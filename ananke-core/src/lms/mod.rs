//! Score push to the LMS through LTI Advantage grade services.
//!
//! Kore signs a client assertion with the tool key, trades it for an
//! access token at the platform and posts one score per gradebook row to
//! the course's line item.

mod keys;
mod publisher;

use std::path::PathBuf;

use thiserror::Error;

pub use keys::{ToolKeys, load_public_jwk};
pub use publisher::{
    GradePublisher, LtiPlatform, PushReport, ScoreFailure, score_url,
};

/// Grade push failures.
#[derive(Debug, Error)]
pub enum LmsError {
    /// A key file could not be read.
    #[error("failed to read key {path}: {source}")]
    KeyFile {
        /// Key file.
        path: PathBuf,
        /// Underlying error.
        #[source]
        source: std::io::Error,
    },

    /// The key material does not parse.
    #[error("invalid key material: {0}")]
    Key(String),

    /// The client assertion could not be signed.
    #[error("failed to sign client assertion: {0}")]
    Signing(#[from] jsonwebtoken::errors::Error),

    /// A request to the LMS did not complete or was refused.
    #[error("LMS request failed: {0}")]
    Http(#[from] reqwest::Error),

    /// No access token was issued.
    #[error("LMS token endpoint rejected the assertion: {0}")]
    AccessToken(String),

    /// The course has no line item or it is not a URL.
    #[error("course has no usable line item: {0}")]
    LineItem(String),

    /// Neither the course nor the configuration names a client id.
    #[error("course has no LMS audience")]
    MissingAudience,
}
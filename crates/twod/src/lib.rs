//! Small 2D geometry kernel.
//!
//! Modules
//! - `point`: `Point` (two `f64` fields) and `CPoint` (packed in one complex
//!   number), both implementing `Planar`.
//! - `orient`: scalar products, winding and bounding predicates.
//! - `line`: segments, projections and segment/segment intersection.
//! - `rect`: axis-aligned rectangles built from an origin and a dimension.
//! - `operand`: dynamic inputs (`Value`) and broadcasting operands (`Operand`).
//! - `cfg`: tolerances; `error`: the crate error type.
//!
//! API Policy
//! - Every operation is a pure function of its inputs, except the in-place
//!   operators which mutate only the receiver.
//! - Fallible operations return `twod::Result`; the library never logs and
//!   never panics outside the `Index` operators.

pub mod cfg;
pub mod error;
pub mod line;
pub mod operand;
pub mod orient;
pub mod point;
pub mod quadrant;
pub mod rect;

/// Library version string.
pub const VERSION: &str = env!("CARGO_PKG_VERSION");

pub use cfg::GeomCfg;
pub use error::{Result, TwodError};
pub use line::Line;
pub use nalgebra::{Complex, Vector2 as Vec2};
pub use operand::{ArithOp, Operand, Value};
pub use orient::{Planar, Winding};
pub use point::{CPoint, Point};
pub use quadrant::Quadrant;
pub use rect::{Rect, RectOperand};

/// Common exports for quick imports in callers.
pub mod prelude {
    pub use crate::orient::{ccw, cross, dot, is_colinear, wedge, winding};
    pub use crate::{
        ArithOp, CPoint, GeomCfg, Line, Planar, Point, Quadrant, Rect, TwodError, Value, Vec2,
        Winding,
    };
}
▬▬▬▬▬▬
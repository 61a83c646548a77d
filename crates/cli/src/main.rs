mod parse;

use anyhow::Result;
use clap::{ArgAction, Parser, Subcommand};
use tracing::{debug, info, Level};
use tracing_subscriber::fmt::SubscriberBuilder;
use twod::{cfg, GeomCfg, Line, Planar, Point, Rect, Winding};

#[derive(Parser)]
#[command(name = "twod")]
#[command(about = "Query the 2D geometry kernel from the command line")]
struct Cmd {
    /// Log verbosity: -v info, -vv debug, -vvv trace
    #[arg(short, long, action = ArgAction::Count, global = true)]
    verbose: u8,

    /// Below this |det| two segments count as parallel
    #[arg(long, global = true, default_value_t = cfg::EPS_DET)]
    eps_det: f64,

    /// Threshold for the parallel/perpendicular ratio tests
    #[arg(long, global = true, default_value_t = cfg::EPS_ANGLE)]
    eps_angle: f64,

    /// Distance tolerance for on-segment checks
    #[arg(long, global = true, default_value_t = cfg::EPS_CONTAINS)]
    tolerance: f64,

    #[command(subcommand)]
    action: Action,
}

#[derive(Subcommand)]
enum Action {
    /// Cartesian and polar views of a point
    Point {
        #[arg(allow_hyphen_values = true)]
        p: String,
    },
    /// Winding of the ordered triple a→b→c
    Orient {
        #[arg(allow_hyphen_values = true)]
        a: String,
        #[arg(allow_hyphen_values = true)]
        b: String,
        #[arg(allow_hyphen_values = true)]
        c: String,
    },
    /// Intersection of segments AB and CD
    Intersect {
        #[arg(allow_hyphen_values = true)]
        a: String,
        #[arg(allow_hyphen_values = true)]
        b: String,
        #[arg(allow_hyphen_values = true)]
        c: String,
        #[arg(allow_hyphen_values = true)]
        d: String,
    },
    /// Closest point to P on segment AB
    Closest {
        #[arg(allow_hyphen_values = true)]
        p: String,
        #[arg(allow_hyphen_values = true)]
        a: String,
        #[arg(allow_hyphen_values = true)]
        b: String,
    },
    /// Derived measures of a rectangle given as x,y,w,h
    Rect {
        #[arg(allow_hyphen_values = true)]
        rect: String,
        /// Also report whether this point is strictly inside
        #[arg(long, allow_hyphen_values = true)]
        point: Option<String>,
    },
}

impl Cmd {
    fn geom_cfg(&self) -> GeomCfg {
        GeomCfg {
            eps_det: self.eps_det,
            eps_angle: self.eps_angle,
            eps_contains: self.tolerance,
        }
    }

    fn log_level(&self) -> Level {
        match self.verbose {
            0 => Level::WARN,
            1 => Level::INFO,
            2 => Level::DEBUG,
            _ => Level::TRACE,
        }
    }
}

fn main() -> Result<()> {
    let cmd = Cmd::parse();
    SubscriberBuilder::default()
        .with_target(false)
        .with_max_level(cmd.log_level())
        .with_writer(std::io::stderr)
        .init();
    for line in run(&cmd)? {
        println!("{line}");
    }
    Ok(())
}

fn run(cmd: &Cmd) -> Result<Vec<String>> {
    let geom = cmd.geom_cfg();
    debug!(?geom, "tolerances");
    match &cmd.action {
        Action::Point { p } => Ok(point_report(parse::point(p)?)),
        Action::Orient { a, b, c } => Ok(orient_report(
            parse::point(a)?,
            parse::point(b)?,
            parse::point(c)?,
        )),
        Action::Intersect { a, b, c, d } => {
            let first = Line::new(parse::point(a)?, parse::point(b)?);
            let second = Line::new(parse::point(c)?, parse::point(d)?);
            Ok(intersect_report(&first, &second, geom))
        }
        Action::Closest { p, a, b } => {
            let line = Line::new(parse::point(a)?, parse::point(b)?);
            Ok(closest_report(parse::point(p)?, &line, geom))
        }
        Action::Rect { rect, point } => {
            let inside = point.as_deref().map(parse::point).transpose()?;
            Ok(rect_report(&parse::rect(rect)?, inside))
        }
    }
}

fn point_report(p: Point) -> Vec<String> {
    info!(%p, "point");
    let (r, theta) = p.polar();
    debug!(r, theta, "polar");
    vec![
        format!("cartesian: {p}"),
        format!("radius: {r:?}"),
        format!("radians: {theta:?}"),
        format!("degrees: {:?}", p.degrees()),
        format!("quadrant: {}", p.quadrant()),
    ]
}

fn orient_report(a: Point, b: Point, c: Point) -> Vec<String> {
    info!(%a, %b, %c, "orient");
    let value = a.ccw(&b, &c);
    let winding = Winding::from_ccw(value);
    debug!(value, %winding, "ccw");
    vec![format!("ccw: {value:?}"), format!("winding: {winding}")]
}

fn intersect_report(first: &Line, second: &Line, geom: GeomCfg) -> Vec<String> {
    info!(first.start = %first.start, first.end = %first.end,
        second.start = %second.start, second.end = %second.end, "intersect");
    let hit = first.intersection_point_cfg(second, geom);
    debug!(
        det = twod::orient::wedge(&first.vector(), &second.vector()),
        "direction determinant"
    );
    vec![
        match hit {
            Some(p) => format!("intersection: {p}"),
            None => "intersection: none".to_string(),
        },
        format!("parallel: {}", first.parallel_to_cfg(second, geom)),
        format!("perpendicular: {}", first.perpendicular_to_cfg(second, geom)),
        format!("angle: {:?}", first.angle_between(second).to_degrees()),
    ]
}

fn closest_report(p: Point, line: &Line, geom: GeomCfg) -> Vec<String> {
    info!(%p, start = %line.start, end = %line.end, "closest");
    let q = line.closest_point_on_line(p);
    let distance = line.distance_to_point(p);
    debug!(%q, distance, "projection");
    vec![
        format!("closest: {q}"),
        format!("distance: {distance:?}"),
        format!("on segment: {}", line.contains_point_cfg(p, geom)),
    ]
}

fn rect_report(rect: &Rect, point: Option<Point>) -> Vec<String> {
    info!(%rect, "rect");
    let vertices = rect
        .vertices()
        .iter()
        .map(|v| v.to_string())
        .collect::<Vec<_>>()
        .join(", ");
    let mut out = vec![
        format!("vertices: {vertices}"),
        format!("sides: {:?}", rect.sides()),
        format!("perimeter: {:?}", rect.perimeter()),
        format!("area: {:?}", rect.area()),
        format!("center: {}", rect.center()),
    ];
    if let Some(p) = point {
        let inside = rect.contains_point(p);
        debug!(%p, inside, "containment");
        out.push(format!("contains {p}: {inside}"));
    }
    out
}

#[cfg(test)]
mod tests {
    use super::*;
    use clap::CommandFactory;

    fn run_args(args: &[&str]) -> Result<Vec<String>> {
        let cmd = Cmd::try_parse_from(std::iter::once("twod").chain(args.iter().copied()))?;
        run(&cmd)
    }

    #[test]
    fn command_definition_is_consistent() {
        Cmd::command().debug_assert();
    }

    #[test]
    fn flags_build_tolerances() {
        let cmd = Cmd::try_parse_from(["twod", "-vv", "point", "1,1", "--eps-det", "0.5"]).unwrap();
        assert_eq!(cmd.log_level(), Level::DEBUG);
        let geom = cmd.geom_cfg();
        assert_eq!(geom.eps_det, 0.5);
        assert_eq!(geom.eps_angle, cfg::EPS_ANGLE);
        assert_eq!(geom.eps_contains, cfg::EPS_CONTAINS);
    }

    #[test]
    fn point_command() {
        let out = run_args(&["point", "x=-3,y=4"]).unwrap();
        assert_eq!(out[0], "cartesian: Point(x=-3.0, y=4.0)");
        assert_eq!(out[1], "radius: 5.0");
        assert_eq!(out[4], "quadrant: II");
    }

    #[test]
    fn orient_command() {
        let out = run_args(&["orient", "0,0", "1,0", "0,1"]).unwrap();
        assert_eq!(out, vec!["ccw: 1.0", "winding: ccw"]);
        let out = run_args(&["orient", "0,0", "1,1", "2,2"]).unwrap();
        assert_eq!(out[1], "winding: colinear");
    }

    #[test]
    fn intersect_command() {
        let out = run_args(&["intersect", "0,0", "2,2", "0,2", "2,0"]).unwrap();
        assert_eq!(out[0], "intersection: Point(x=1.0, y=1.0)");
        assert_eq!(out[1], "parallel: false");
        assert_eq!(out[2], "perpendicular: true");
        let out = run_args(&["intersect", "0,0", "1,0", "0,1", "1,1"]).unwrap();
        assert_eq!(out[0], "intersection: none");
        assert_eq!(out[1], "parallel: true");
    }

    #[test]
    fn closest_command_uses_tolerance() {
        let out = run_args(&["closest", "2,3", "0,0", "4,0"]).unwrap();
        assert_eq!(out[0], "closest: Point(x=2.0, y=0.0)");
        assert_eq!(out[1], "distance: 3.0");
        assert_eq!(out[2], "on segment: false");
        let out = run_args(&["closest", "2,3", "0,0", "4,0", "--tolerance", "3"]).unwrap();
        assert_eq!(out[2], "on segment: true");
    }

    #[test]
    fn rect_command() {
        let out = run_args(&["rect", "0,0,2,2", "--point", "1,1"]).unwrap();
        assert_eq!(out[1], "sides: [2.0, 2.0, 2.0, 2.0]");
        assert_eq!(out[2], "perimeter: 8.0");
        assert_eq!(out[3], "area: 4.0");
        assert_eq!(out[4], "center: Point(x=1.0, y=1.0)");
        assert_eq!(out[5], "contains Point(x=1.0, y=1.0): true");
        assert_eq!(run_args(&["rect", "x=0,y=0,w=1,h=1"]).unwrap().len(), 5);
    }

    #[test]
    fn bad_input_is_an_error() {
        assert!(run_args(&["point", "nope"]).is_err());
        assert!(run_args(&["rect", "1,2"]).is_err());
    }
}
▬▬▬▬▬▬
◆ What is being asked: Your task is to collect every line above that contains the word "ArithOp".

◆ Exercise solution:
pub use operand::{ArithOp, Operand, Value};
        ArithOp, CPoint, GeomCfg, Line, Planar, Point, Quadrant, Rect, TwodError, Value, Vec2,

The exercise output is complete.